> [YOUR GOAL] Please return, with no alterations, the lines below from the very first through the one that contains "that deserialization errors".

═════ LISTED ENTRIES ═════

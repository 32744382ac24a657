//! CLI module for the model registry
//!
//! Provides subcommands for running the service:
//! - `serve`: run the HTTP API server

pub mod serve;

use clap::{Parser, Subcommand};

/// ML Model Registry - metadata, deployment lifecycle, and version history
#[derive(Parser)]
#[command(name = "ml-model-registry")]
#[command(version, about, long_about = None)]
pub struct Cli {
    #[command(subcommand)]
    pub command: Command,
}

#[derive(Subcommand)]
pub enum Command {
    /// Run the API server
    Serve,
}
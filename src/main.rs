use clap::Parser;
use ml_model_registry::cli::{self, Cli, Command};

#[tokio::main]
async fn main() -> anyhow::Result<()> {
    let cli = Cli::parse();

    match cli.command {
        Command::Serve => cli::serve::run().await,
    }
}
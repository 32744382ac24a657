//! Custom JSON extractor that returns errors as JSON

use axum::{
    extract::{FromRequest, Request},
    http::StatusCode,
    response::{IntoResponse, Response},
    Json as AxumJson,
};
use serde::de::DeserializeOwned;

use super::error::ApiErrorResponse;

/// Custom JSON extractor that converts all rejection errors to JSON format
///
/// This wrapper around `axum::Json` ensures that deserialization errors
/// are returned as JSON responses matching our API error format.
#[derive(Debug, Clone, Copy, Default)]
pub struct Json<T>(pub T);

impl<T> Json<T> {
    /// Consume the extractor and return the inner value
    pub fn into_inner(self) -> T {
        self.0
    }
}

impl<T> std::ops::Deref for Json<T> {
    type Target = T;

    fn deref(&self) -> &Self::Target {
        &self.0
    }
}

impl<T> std::ops::DerefMut for Json<T> {
    fn deref_mut(&mut self) -> &mut Self::Target {
        &mut self.0
    }
}

/// JSON rejection error that returns API error format
#[derive(Debug)]
pub struct JsonRejection {
    status: StatusCode,
    message: String,
}

impl IntoResponse for JsonRejection {
    fn into_response(self) -> Response {
        let response = ApiErrorResponse {
            detail: self.message,
        };

        (self.status, AxumJson(response)).into_response()
    }
}

impl<S, T> FromRequest<S> for Json<T>
where
    T: DeserializeOwned,
    S: Send + Sync,
{
    type Rejection = JsonRejection;

    async fn from_request(req: Request, state: &S) -> Result<Self, Self::Rejection> {
        match AxumJson::<T>::from_request(req, state).await {
            Ok(AxumJson(value)) => Ok(Json(value)),
            Err(rejection) => {
                let message = format_rejection_message(&rejection);
                let status = rejection.status();

                Err(JsonRejection { status, message })
            }
        }
    }
}

/// Format the rejection message to be more user-friendly
fn format_rejection_message(rejection: &axum::extract::rejection::JsonRejection) -> String {
    use axum::extract::rejection::JsonRejection::*;

    match rejection {
        JsonDataError(err) => {
            format!("Invalid JSON data: {}", err.body_text())
        }
        JsonSyntaxError(err) => {
            format!("Invalid JSON syntax: {}", err.body_text())
        }
        MissingJsonContentType(_) => {
            "Missing Content-Type header. Expected 'application/json'.".to_string()
        }
        BytesRejection(err) => {
            format!("Failed to read request body: {}", err.body_text())
        }
        _ => "Invalid JSON request".to_string(),
    }
}

impl<T> IntoResponse for Json<T>
where
    T: serde::Serialize,
{
    fn into_response(self) -> Response {
        AxumJson(self.0).into_response()
    }
}

impl<T> From<T> for Json<T> {
    fn from(value: T) -> Self {
        Json(value)
    }
}

#[cfg(test)]
mod tests {
    use super::*;

    #[test]
    fn test_json_rejection_into_response() {
        let rejection = JsonRejection {
            status: StatusCode::UNPROCESSABLE_ENTITY,
            message: "Test error".to_string(),
        };

        let response = rejection.into_response();
        assert_eq!(response.status(), StatusCode::UNPROCESSABLE_ENTITY);
    }

    #[test]
    fn test_json_deref() {
        let json = Json("hello".to_string());
        assert_eq!(*json, "hello");
    }

    #[test]
    fn test_json_into_inner() {
        let json = Json(42);
        assert_eq!(json.into_inner(), 42);
    }
}
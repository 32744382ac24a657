//! List query contract: filtering, ordering, pagination

use serde::Serialize;

use super::{DeploymentStatus, Framework, Model};

/// Default page size when the caller does not supply one
pub const DEFAULT_LIMIT: usize = 20;

/// Hard cap on page size
pub const MAX_LIMIT: usize = 100;

/// Filter for listing models; all provided criteria are ANDed
#[derive(Debug, Clone, Default)]
pub struct ModelFilter {
    pub framework: Option<Framework>,
    pub status: Option<DeploymentStatus>,
    /// Case-insensitive substring match against name or description
    pub search: Option<String>,
    pub skip: usize,
    pub limit: Option<usize>,
}

impl ModelFilter {
    pub fn new() -> Self {
        Self::default()
    }

    pub fn with_framework(mut self, framework: Framework) -> Self {
        self.framework = Some(framework);
        self
    }

    pub fn with_status(mut self, status: DeploymentStatus) -> Self {
        self.status = Some(status);
        self
    }

    pub fn with_search(mut self, search: impl Into<String>) -> Self {
        self.search = Some(search.into());
        self
    }

    pub fn with_skip(mut self, skip: usize) -> Self {
        self.skip = skip;
        self
    }

    pub fn with_limit(mut self, limit: usize) -> Self {
        self.limit = Some(limit);
        self
    }

    /// Page size after defaulting and clamping to `1..=MAX_LIMIT`
    pub fn effective_limit(&self) -> usize {
        self.limit.unwrap_or(DEFAULT_LIMIT).clamp(1, MAX_LIMIT)
    }

    /// Whether a model satisfies every provided criterion
    pub fn matches(&self, model: &Model) -> bool {
        if let Some(framework) = self.framework {
            if model.framework() != framework {
                return false;
            }
        }

        if let Some(status) = self.status {
            if model.status() != status {
                return false;
            }
        }

        if let Some(ref search) = self.search {
            let needle = search.to_lowercase();
            let name_hit = model.name().to_lowercase().contains(&needle);
            let description_hit = model
                .description()
                .map(|d| d.to_lowercase().contains(&needle))
                .unwrap_or(false);

            if !name_hit && !description_hit {
                return false;
            }
        }

        true
    }
}

/// One page of a filtered model listing
#[derive(Debug, Clone, Serialize)]
pub struct ModelPage {
    pub items: Vec<Model>,
    /// Matches before pagination
    pub total: usize,
    pub skip: usize,
    pub limit: usize,
}

/// Orders models most-recently-updated first, with the id as tiebreaker so
/// repeated calls against unchanged data paginate identically.
pub fn sort_recent_first(models: &mut [Model]) {
    models.sort_by(|a, b| {
        b.updated_at()
            .cmp(&a.updated_at())
            .then_with(|| a.id().as_str().cmp(b.id().as_str()))
    });
}

/// Applies a filter to the full model set, producing one deterministic page
pub fn apply(filter: &ModelFilter, models: Vec<Model>) -> ModelPage {
    let mut matched: Vec<Model> = models.into_iter().filter(|m| filter.matches(m)).collect();

    sort_recent_first(&mut matched);

    let total = matched.len();
    let limit = filter.effective_limit();
    let items = matched
        .into_iter()
        .skip(filter.skip)
        .take(limit)
        .collect();

    ModelPage {
        items,
        total,
        skip: filter.skip,
        limit,
    }
}
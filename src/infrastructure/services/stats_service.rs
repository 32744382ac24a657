//! Stats service - registry-wide aggregate counts

use std::collections::BTreeMap;
use std::sync::Arc;

use serde::Serialize;

use crate::domain::model::filter::sort_recent_first;
use crate::domain::storage::Storage;
use crate::domain::{DomainError, Model};

/// How many recently updated models the dashboard shows
pub const RECENT_MODELS_LIMIT: usize = 5;

/// Aggregate statistics over the whole registry.
///
/// The breakdowns cover only statuses and frameworks at least one model
/// currently has; absent values are omitted rather than reported as zero.
#[derive(Debug, Clone, Serialize)]
pub struct DashboardStats {
    pub total_models: usize,
    pub models_by_status: BTreeMap<String, usize>,
    pub models_by_framework: BTreeMap<String, usize>,
    /// The most recently updated models, newest first
    pub recent_models: Vec<Model>,
}

/// Stats service computing dashboard aggregates from model storage
#[derive(Debug)]
pub struct StatsService<M: Storage<Model>> {
    models: Arc<M>,
}

impl<M: Storage<Model>> StatsService<M> {
    pub fn new(models: Arc<M>) -> Self {
        Self { models }
    }

    /// Computes aggregate counts over all registered models
    pub async fn get_stats(&self) -> Result<DashboardStats, DomainError> {
        let mut models = self.models.list().await?;

        let mut by_status: BTreeMap<String, usize> = BTreeMap::new();
        let mut by_framework: BTreeMap<String, usize> = BTreeMap::new();

        for model in &models {
            *by_status.entry(model.status().to_string()).or_default() += 1;
            *by_framework.entry(model.framework().to_string()).or_default() += 1;
        }

        let total_models = models.len();

        sort_recent_first(&mut models);
        models.truncate(RECENT_MODELS_LIMIT);

        Ok(DashboardStats {
            total_models,
            models_by_status: by_status,
            models_by_framework: by_framework,
            recent_models: models,
        })
    }
}
//! Registry v1 API endpoints

pub mod models;
pub mod stats;
pub mod versions;

use axum::{
    routing::{get, post},
    Router,
};

use super::state::AppState;

/// Create v1 API router
pub fn create_v1_router() -> Router<AppState> {
    Router::new()
        .route(
            "/models",
            get(models::list_models).post(models::create_model),
        )
        .route(
            "/models/{model_id}",
            get(models::get_model)
                .put(models::update_model)
                .delete(models::delete_model),
        )
        .route("/models/{model_id}/deploy", post(models::deploy_model))
        .route(
            "/models/{model_id}/versions",
            get(versions::list_versions).post(versions::create_version),
        )
        .route("/stats", get(stats::get_stats))
}
impl<M, V> RegistryService<M, V>
where
    M: Storage<Model>,
    V: Storage<ModelVersion>,
{
    pub fn new(models: Arc<M>, versions: Arc<V>) -> Self {
        Self {
            models,
            versions,
            write_lock: Mutex::new(()),
        }
    }

    /// Registers a new model together with its initial version record.
    ///
    /// The initial version carries the model's metrics but no changelog;
    /// it defaults to [`DEFAULT_INITIAL_VERSION`] when the request omits one.
    pub async fn register(&self, request: RegisterModelRequest) -> Result<Model, DomainError> {
        validate_name(&request.name).map_err(validation_error)?;

        if let Some(ref description) = request.description {
            validate_description(description).map_err(validation_error)?;
        }

        let version = request
            .version
            .unwrap_or_else(|| DEFAULT_INITIAL_VERSION.to_string());
        validate_version(&version).map_err(validation_error)?;

        let _guard = self.write_lock.lock().await;

        if self.find_by_name(&request.name).await?.is_some() {
            return Err(DomainError::conflict(format!(
                "Model with name '{}' already exists",
                request.name
            )));
        }

        let mut model = Model::new(request.name, request.framework)
            .with_version(version.clone())
            .with_tags(normalize_tags(request.tags));

        if let Some(description) = request.description {
            model = model.with_description(description);
        }

        if let Some(ref metrics) = request.metrics {
            model = model.with_metrics(metrics.clone());
        }

        if let Some(author) = request.author {
            model = model.with_author(author);
        }

        let mut record = ModelVersion::new(model.id().clone(), version);

        if let Some(metrics) = request.metrics {
            record = record.with_metrics(metrics);
        }

        // Version record first: if the model write fails, the stray record is
        // unreachable and registration can be retried under a fresh id.
        self.versions.create(record).await?;
        let model = self.models.create(model).await?;

        tracing::info!(model_id = %model.id(), name = %model.name(), "Registered model");

        Ok(model)
    }

    /// Gets a model by id
    pub async fn get(&self, id: &str) -> Result<Option<Model>, DomainError> {
        self.models.get(&ModelId::new(id)).await
    }

    /// Gets a model by id, returning an error if not found
    pub async fn get_required(&self, id: &str) -> Result<Model, DomainError> {
        self.get(id)
            .await?
            .ok_or_else(|| DomainError::not_found(format!("Model '{}' not found", id)))
    }

    /// Lists models matching the filter, one deterministic page at a time
    pub async fn list(&self, filter: &ModelFilter) -> Result<ModelPage, DomainError> {
        let models = self.models.list().await?;
        Ok(filter::apply(filter, models))
    }

    /// Updates a model's mutable metadata
    pub async fn update_metadata(
        &self,
        id: &str,
        request: UpdateModelRequest,
    ) -> Result<Model, DomainError> {
        if let Some(ref name) = request.name {
            validate_name(name).map_err(validation_error)?;
        }

        if let Some(ref description) = request.description {
            validate_description(description).map_err(validation_error)?;
        }

        let _guard = self.write_lock.lock().await;

        let mut model = self.get_required(id).await?;

        if let Some(name) = request.name {
            if name != model.name() {
                if self.find_by_name(&name).await?.is_some() {
                    return Err(DomainError::conflict(format!(
                        "Model with name '{}' already exists",
                        name
                    )));
                }
                model.set_name(name);
            }
        }

        if let Some(description) = request.description {
            model.set_description(Some(description));
        }

        if let Some(tags) = request.tags {
            model.set_tags(normalize_tags(tags));
        }

        self.models.update(model).await
    }

    /// Deletes a model and all of its version records.
    ///
    /// Returns false if no model with the given id exists. Version records
    /// are removed before the model, so a failure part-way leaves the model
    /// in place with the delete retryable rather than orphaning versions.
    pub async fn delete(&self, id: &str) -> Result<bool, DomainError> {
        let _guard = self.write_lock.lock().await;

        let model_id = ModelId::new(id);

        if !self.models.exists(&model_id).await? {
            return Ok(false);
        }

        for version in self.versions.list().await? {
            if version.model_id() == &model_id {
                self.versions.delete(version.id()).await?;
            }
        }

        self.models.delete(&model_id).await?;

        tracing::info!(model_id = %model_id, "Deleted model and its versions");

        Ok(true)
    }

    /// Moves a model to a new deployment status, enforcing the transition
    /// rules. On rejection the stored model is untouched.
    pub async fn deploy(
        &self,
        id: &str,
        target: DeploymentStatus,
    ) -> Result<Model, DomainError> {
        let _guard = self.write_lock.lock().await;

        let mut model = self.get_required(id).await?;
        let from = model.status();

        model.transition_to(target)?;
        let model = self.models.update(model).await?;

        tracing::info!(
            model_id = %model.id(),
            from = %from,
            to = %target,
            "Deployment status changed"
        );

        Ok(model)
    }

    /// Records a new version for a model.
    ///
    /// The model's current version and metrics follow the newest record.
    pub async fn add_version(
        &self,
        id: &str,
        request: AddVersionRequest,
    ) -> Result<ModelVersion, DomainError> {
        validate_version(&request.version).map_err(validation_error)?;

        let _guard = self.write_lock.lock().await;

        let mut model = self.get_required(id).await?;

        let mut record = ModelVersion::new(model.id().clone(), request.version.clone());

        if let Some(ref metrics) = request.metrics {
            record = record.with_metrics(metrics.clone());
        }

        if let Some(changelog) = request.changelog {
            record = record.with_changelog(changelog);
        }

        let record = self.versions.create(record).await?;

        model.set_current_version(request.version);
        if let Some(metrics) = request.metrics {
            model.set_metrics(metrics);
        }
        self.models.update(model).await?;

        Ok(record)
    }

    /// Lists a model's version history, newest first
    pub async fn list_versions(&self, id: &str) -> Result<Vec<ModelVersion>, DomainError> {
        let model = self.get_required(id).await?;

        let mut versions: Vec<ModelVersion> = self
            .versions
            .list()
            .await?
            .into_iter()
            .filter(|v| v.model_id() == model.id())
            .collect();

        sort_newest_first(&mut versions);

        Ok(versions)
    }

    /// Finds a model by exact name
    async fn find_by_name(&self, name: &str) -> Result<Option<Model>, DomainError> {
        let models = self.models.list().await?;
        Ok(models.into_iter().find(|m| m.name() == name))
    }
}
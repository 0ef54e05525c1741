// src/utils/serialization.rs
//! Serialization utilities for the credential service.
//!
//! Provides serialization and deserialization functions for:
//! - JSON data structures
//! - URL-safe, unpadded base64 segments used by the SD-JWT encoding
//! - The `?data=<urlencoded-json>` form carried inside QR codes

use serde::{de::DeserializeOwned, Deserialize, Serialize};
use serde_json;
use url::form_urlencoded;

/// Serializes a value to a JSON string.
///
/// # Arguments
/// * `data` - The value to serialize (must implement `Serialize`)
///
/// # Returns
/// - `Ok(String)` with JSON representation on success
/// - `Err(serde_json::Error)` if serialization fails
pub fn serialize<T: Serialize>(data: &T) -> Result<String, serde_json::Error> {
    serde_json::to_string(data)
}

/// Deserializes a value from a JSON string.
///
/// # Note
/// The function uses a lifetime parameter to ensure the deserialized value
/// doesn't outlive the input data. This allows borrowing data from the input string.
pub fn deserialize<'a, T: Deserialize<'a>>(data: &'a str) -> Result<T, serde_json::Error> {
    serde_json::from_str(data)
}

/// Encodes bytes as URL-safe base64 without padding.
pub fn b64url_encode(data: &[u8]) -> String {
    base64::encode_config(data, base64::URL_SAFE_NO_PAD)
}

/// Decodes URL-safe, unpadded base64.
pub fn b64url_decode(data: &str) -> Result<Vec<u8>, String> {
    base64::decode_config(data, base64::URL_SAFE_NO_PAD)
        .map_err(|e| format!("Base64 decoding failed: {}", e))
}

/// Serializes a value to JSON and wraps it in a base64url segment.
pub fn encode_json_segment<T: Serialize>(data: &T) -> Result<String, serde_json::Error> {
    Ok(b64url_encode(serialize(data)?.as_bytes()))
}

/// Reverses [`encode_json_segment`].
pub fn decode_json_segment<T: DeserializeOwned>(segment: &str) -> Result<T, String> {
    let bytes = b64url_decode(segment)?;
    serde_json::from_slice(&bytes).map_err(|e| format!("JSON decoding failed: {}", e))
}

/// Renders a payload as the `?data=<urlencoded>` query string used in QR codes.
pub fn to_query_payload(json: &str) -> String {
    let encoded: String = form_urlencoded::byte_serialize(json.as_bytes()).collect();
    format!("?data={}", encoded)
}

/// Extracts the JSON carried by a scanned or pasted payload.
///
/// Accepts a full URL, a bare `?data=` query, or verbatim JSON text. Returns
/// `None` when a query is present but has no `data` parameter.
pub fn from_query_payload(raw: &str) -> Option<String> {
    let trimmed = raw.trim();
    if trimmed.starts_with('{') {
        return Some(trimmed.to_string());
    }
    let query = match trimmed.find('?') {
        Some(idx) => &trimmed[idx + 1..],
        None => trimmed,
    };
    form_urlencoded::parse(query.as_bytes())
        .find(|(key, _)| key == "data")
        .map(|(_, value)| value.into_owned())
}
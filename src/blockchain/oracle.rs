// src/blockchain/oracle.rs
//! On-chain binding oracle.
//!
//! The verifier trusts the chain, never the presenter, for three facts about a
//! credential token: who issued the collection (`owner()`), who holds the
//! token now (`ownerOf`) and where its metadata lives (`tokenURI`). The only
//! write in the protocol is the issuer's `mint`.

use crate::error::ChainError;
use async_trait::async_trait;
use ethers::types::{Address, H256, U256};

/// Read-only view of an ERC-721 credential collection.
#[async_trait]
pub trait BindingOracle: Send + Sync {
    /// Chain the oracle reads from.
    fn chain_id(&self) -> u64;

    /// Collection owner, i.e. the issuing institution.
    async fn owner(&self, contract: Address) -> Result<Address, ChainError>;

    async fn owner_of(&self, contract: Address, token_id: U256) -> Result<Address, ChainError>;

    async fn token_uri(&self, contract: Address, token_id: U256) -> Result<String, ChainError>;

    /// Collection display name.
    async fn name(&self, contract: Address) -> Result<String, ChainError>;
}

/// Outcome of a submitted mint transaction.
#[derive(Debug, Clone, Copy, PartialEq, Eq)]
pub enum MintReceipt {
    Confirmed(H256),
    Reverted(H256),
    /// Submitted, but no receipt arrived in time.
    Unconfirmed(H256),
}

/// The single on-chain write.
#[async_trait]
pub trait TokenMinter: Send + Sync {
    async fn mint(
        &self,
        contract: Address,
        to: Address,
        token_id: U256,
        uri: &str,
    ) -> Result<MintReceipt, ChainError>;
}

/// Issuer, holder and content pointer of one token, read together.
#[derive(Debug, Clone, PartialEq, Eq)]
pub struct OnChainBinding {
    pub issuer: Address,
    pub holder: Address,
    pub content_uri: String,
}

/// Reads the three binding facts concurrently.
///
/// Any failed read fails the whole binding; so does a zero address or an
/// empty token URI.
pub async fn read_binding(
    oracle: &dyn BindingOracle,
    contract: Address,
    token_id: U256,
) -> Result<OnChainBinding, ChainError> {
    let (issuer, holder, content_uri) = tokio::try_join!(
        oracle.owner(contract),
        oracle.owner_of(contract, token_id),
        oracle.token_uri(contract, token_id),
    )?;

    if issuer.is_zero() {
        return Err(ChainError::Absent("owner".into()));
    }
    if holder.is_zero() {
        return Err(ChainError::Absent("ownerOf".into()));
    }
    if content_uri.trim().is_empty() {
        return Err(ChainError::Absent("tokenURI".into()));
    }

    Ok(OnChainBinding {
        issuer,
        holder,
        content_uri,
    })
}

/// Parses a decimal `uint256` token id.
pub fn parse_token_id(value: &str) -> Result<U256, ChainError> {
    let digits = value.trim();
    if digits.is_empty() {
        return Err(ChainError::InvalidTokenId("empty token id".into()));
    }
    U256::from_dec_str(digits).map_err(|e| ChainError::InvalidTokenId(format!("{value}: {e}")))
}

═════

> [RESPONSE]
repository 32744382ac24a657
//! CLI module for the model registry
//!
//! Provides subcommands for running the service:
//! - `serve`: run the HTTP API server

pub mod serve;

use clap::{Parser, Subcommand};

/// ML Model Registry - metadata, deployment lifecycle, and version history
#[derive(Parser)]
#[command(name = "ml-model-registry")]
#[command(version, about, long_about = None)]
pub struct Cli {
    #[command(subcommand)]
    pub command: Command,
}

#[derive(Subcommand)]
pub enum Command {
    /// Run the API server
    Serve,
}
filename src/main.rs
use clap::Parser;
use ml_model_registry::cli::{self, Cli, Command};

#[tokio::main]
async fn main() -> anyhow::Result<()> {
    let cli = Cli::parse();

    match cli.command {
        Command::Serve => cli::serve::run().await,
    }
}
repository 32744382ac24a657
//! Custom JSON extractor that returns errors as JSON

use axum::{
    extract::{FromRequest, Request},
    http::StatusCode,
    response::{IntoResponse, Response},
    Json as AxumJson,
};
use serde::de::DeserializeOwned;

use super::error::ApiErrorResponse;

/// Custom JSON extractor that converts all rejection errors to JSON format
///
/// This wrapper around `axum::Json` ensures that deserialization errors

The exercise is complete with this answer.